Alonso offers me a hand back up and I join him at the wheel, putting in all my strength to stop us from veering any closer to the planet. He has to yell over the thunderous shaking and creaking all around us, "But the bridge is sealed off!"

"Yeah, yeah. Working on it. I'll get there, Mr Frame. Somehow."

The drumming has started again. I groan, shaking my head to clear it. It still won't go away. "Not now! Please, please, not now!"

"What's wrong?"

The room is getting smaller. I can practically feel the walls closing in on me, crushing me. I try to cover my ears but it pounds from within my skull, like something fighting to get out. My panicked stare lands on the planet coming closer by the second. Fires spring up across its surface, Toclafane swarming up to meet us through the black sky. "No, no, no, no!"

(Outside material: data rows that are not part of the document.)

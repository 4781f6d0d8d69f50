/// Transmit-power rotation across broadcast epochs.
///
/// The protocol has no acknowledgment or range negotiation, so each
/// broadcast epoch probes a different range band: the rotator walks a
/// fixed ladder of discrete levels and wraps around.

/// Discrete transmit-power levels, weakest first.
#[derive(Debug, Clone, Copy, PartialEq, Eq, Hash)]
pub enum TxPowerLevel {
    UltraLow,
    Low,
    Medium,
    High,
}

/// Default ladder: sweep the full range, weakest to strongest.
pub const DEFAULT_LADDER: [TxPowerLevel; 4] = [
    TxPowerLevel::UltraLow,
    TxPowerLevel::Low,
    TxPowerLevel::Medium,
    TxPowerLevel::High,
];

/// Cycles through a power ladder, one step per broadcast epoch.
#[derive(Debug)]
pub struct PowerRotator {
    ladder: Vec<TxPowerLevel>,
    index: usize,
}

impl PowerRotator {
    pub fn new() -> Self {
        Self::with_ladder(DEFAULT_LADDER.to_vec())
    }

    /// Custom ladder. Panics if empty.
    pub fn with_ladder(ladder: Vec<TxPowerLevel>) -> Self {
        assert!(!ladder.is_empty(), "power ladder must not be empty");
        Self { ladder, index: 0 }
    }

    /// Level for the upcoming broadcast epoch; advances the rotation.
    pub fn next(&mut self) -> TxPowerLevel {
        let level = self.ladder[self.index];
        self.index = (self.index + 1) % self.ladder.len();
        level
    }

    /// Level the next call to [`next`](Self::next) will return.
    pub fn peek(&self) -> TxPowerLevel {
        self.ladder[self.index]
    }
}

impl Default for PowerRotator {
    fn default() -> Self {
        Self::new()
    }
}

#[cfg(test)]
mod tests {
    use super::*;

    #[test]
    fn walks_ladder_in_order_and_wraps() {
        let mut rotator = PowerRotator::new();
        assert_eq!(rotator.next(), TxPowerLevel::UltraLow);
        assert_eq!(rotator.next(), TxPowerLevel::Low);
        assert_eq!(rotator.next(), TxPowerLevel::Medium);
        assert_eq!(rotator.next(), TxPowerLevel::High);
        // Modulo wrap.
        assert_eq!(rotator.next(), TxPowerLevel::UltraLow);
    }

    #[test]
    fn peek_does_not_advance() {
        let mut rotator = PowerRotator::new();
        assert_eq!(rotator.peek(), TxPowerLevel::UltraLow);
        assert_eq!(rotator.peek(), TxPowerLevel::UltraLow);
        assert_eq!(rotator.next(), TxPowerLevel::UltraLow);
        assert_eq!(rotator.peek(), TxPowerLevel::Low);
    }

    #[test]
    fn single_level_ladder_repeats() {
        let mut rotator = PowerRotator::with_ladder(vec![TxPowerLevel::High]);
        assert_eq!(rotator.next(), TxPowerLevel::High);
        assert_eq!(rotator.next(), TxPowerLevel::High);
    }

    #[test]
    #[should_panic(expected = "power ladder must not be empty")]
    fn empty_ladder_panics() {
        PowerRotator::with_ladder(Vec::new());
    }
}
//! Terminal rendering for one simulated node's observation lines.

use halo_protocol::DisplaySink;

/// Prints each upserted line prefixed with the node's name. The keyed
/// upsert collapses to plain prints on a scrolling terminal; dedup of
/// repeats is enough to keep the output readable.
pub struct TermDisplay {
    node: String,
    last: Option<(String, String)>,
}

impl TermDisplay {
    pub fn new(node: impl Into<String>) -> Self {
        Self {
            node: node.into(),
            last: None,
        }
    }
}

impl DisplaySink for TermDisplay {
    fn show(&mut self, key: &str, line: &str) {
        let entry = (key.to_string(), line.to_string());
        if self.last.as_ref() == Some(&entry) {
            return;
        }
        println!("[{}] {line}", self.node);
        self.last = Some(entry);
    }

    fn clear_all(&mut self) {
        self.last = None;
    }
}

#[cfg(test)]
mod tests {
    use super::*;

    #[test]
    fn consecutive_repeats_are_collapsed() {
        let mut display = TermDisplay::new("n0");
        display.show("k", "line");
        display.show("k", "line");
        display.show("k", "other");
        assert_eq!(display.last, Some(("k".to_string(), "other".to_string())));
    }
}
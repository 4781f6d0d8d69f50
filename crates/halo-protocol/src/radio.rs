use tokio::sync::mpsc;

use crate::error::HaloError;
use crate::power::TxPowerLevel;

/// One raw scan result delivered by the radio while listening.
#[derive(Debug, Clone, PartialEq, Eq)]
pub struct Advertisement {
    /// Full 6-byte address of the advertising peer.
    pub address: [u8; 6],
    /// Received signal strength (dBm scale).
    pub rssi_dbm: i16,
    /// Service data — the flood message payload, ≤ 31 bytes in practice.
    pub service_data: Vec<u8>,
}

/// Abstraction over the platform radio transceiver.
///
/// In production: a platform BLE stack wrapper. In tests and in the
/// simulator: an in-memory medium. All calls are fire-and-forget from
/// the scheduler's point of view; failures are non-fatal and the duty
/// cycle continues on schedule.
#[async_trait::async_trait]
pub trait Radio: Send + Sync {
    /// Begin scanning. Scan results are pushed into `events`; delivery
    /// is serialized onto the runtime loop by the channel itself.
    async fn start_listening(
        &self,
        events: mpsc::Sender<Advertisement>,
    ) -> Result<(), HaloError>;

    /// Stop scanning. Stopping an already-stopped radio is not an error.
    async fn stop_listening(&self) -> Result<(), HaloError>;

    /// Begin advertising `payload` at the given transmit power.
    async fn start_broadcasting(
        &self,
        power: TxPowerLevel,
        payload: &[u8],
    ) -> Result<(), HaloError>;

    /// Stop advertising. Stopping an already-stopped radio is not an error.
    async fn stop_broadcasting(&self) -> Result<(), HaloError>;
}

/// Where observations and flood messages get rendered.
///
/// `show` upserts a single line keyed by peer or message identity; the
/// runtime never assumes anything else about the surface behind it.
pub trait DisplaySink: Send {
    fn show(&mut self, key: &str, line: &str);
    fn clear_all(&mut self);
}

/// A sink that drops everything (headless nodes, tests).
pub struct NullDisplay;

impl DisplaySink for NullDisplay {
    fn show(&mut self, _key: &str, _line: &str) {}
    fn clear_all(&mut self) {}
}

// ── MockRadio (tests) ───────────────────────────────────────────────────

Hands grasp my shoulders, trying to steady me. "Inara? Inara, look at me. You can't lose it now, I need you."

Slowly, I comply. Dark eyes glare back at me, matched with a cruel grin. I start back, blinking rapidly. Alonso frowns back at me. I draw in a gasp for air and double over, wrapping my arms securely around myself. "Oh my Gods. I— W-What was that?"

"Stay with me. Stay with me, come on. We can do this."

"Bridge, this is Reception One."

We both pause. "Who's that?" he cautiously asks.

I already have a hand on the comms button, though, relief washing over me. "Astrid, is that you?"

"Inara! Yes, it's me. Now, tell me, can you divert power to the teleport system?"

He spares a glance towards the engines' monitor. They're getting lower and lower. "No way. We're using we've everything we've got to keep the engines going."

Growing more impatient, she pleads, "It's just one trip, I need to get to Deck 31!"

"And I'm telling you, no!"

The pounding in my head hasn't stopped. Grimacing, I lean my weight against the desk and try to take some more deep breaths. She sighs, "Mr Frame, this is for the Doctor. He's gone down there on his own and I— I can't just leave him. He's done everything he can to save us. It's time we did something to help him."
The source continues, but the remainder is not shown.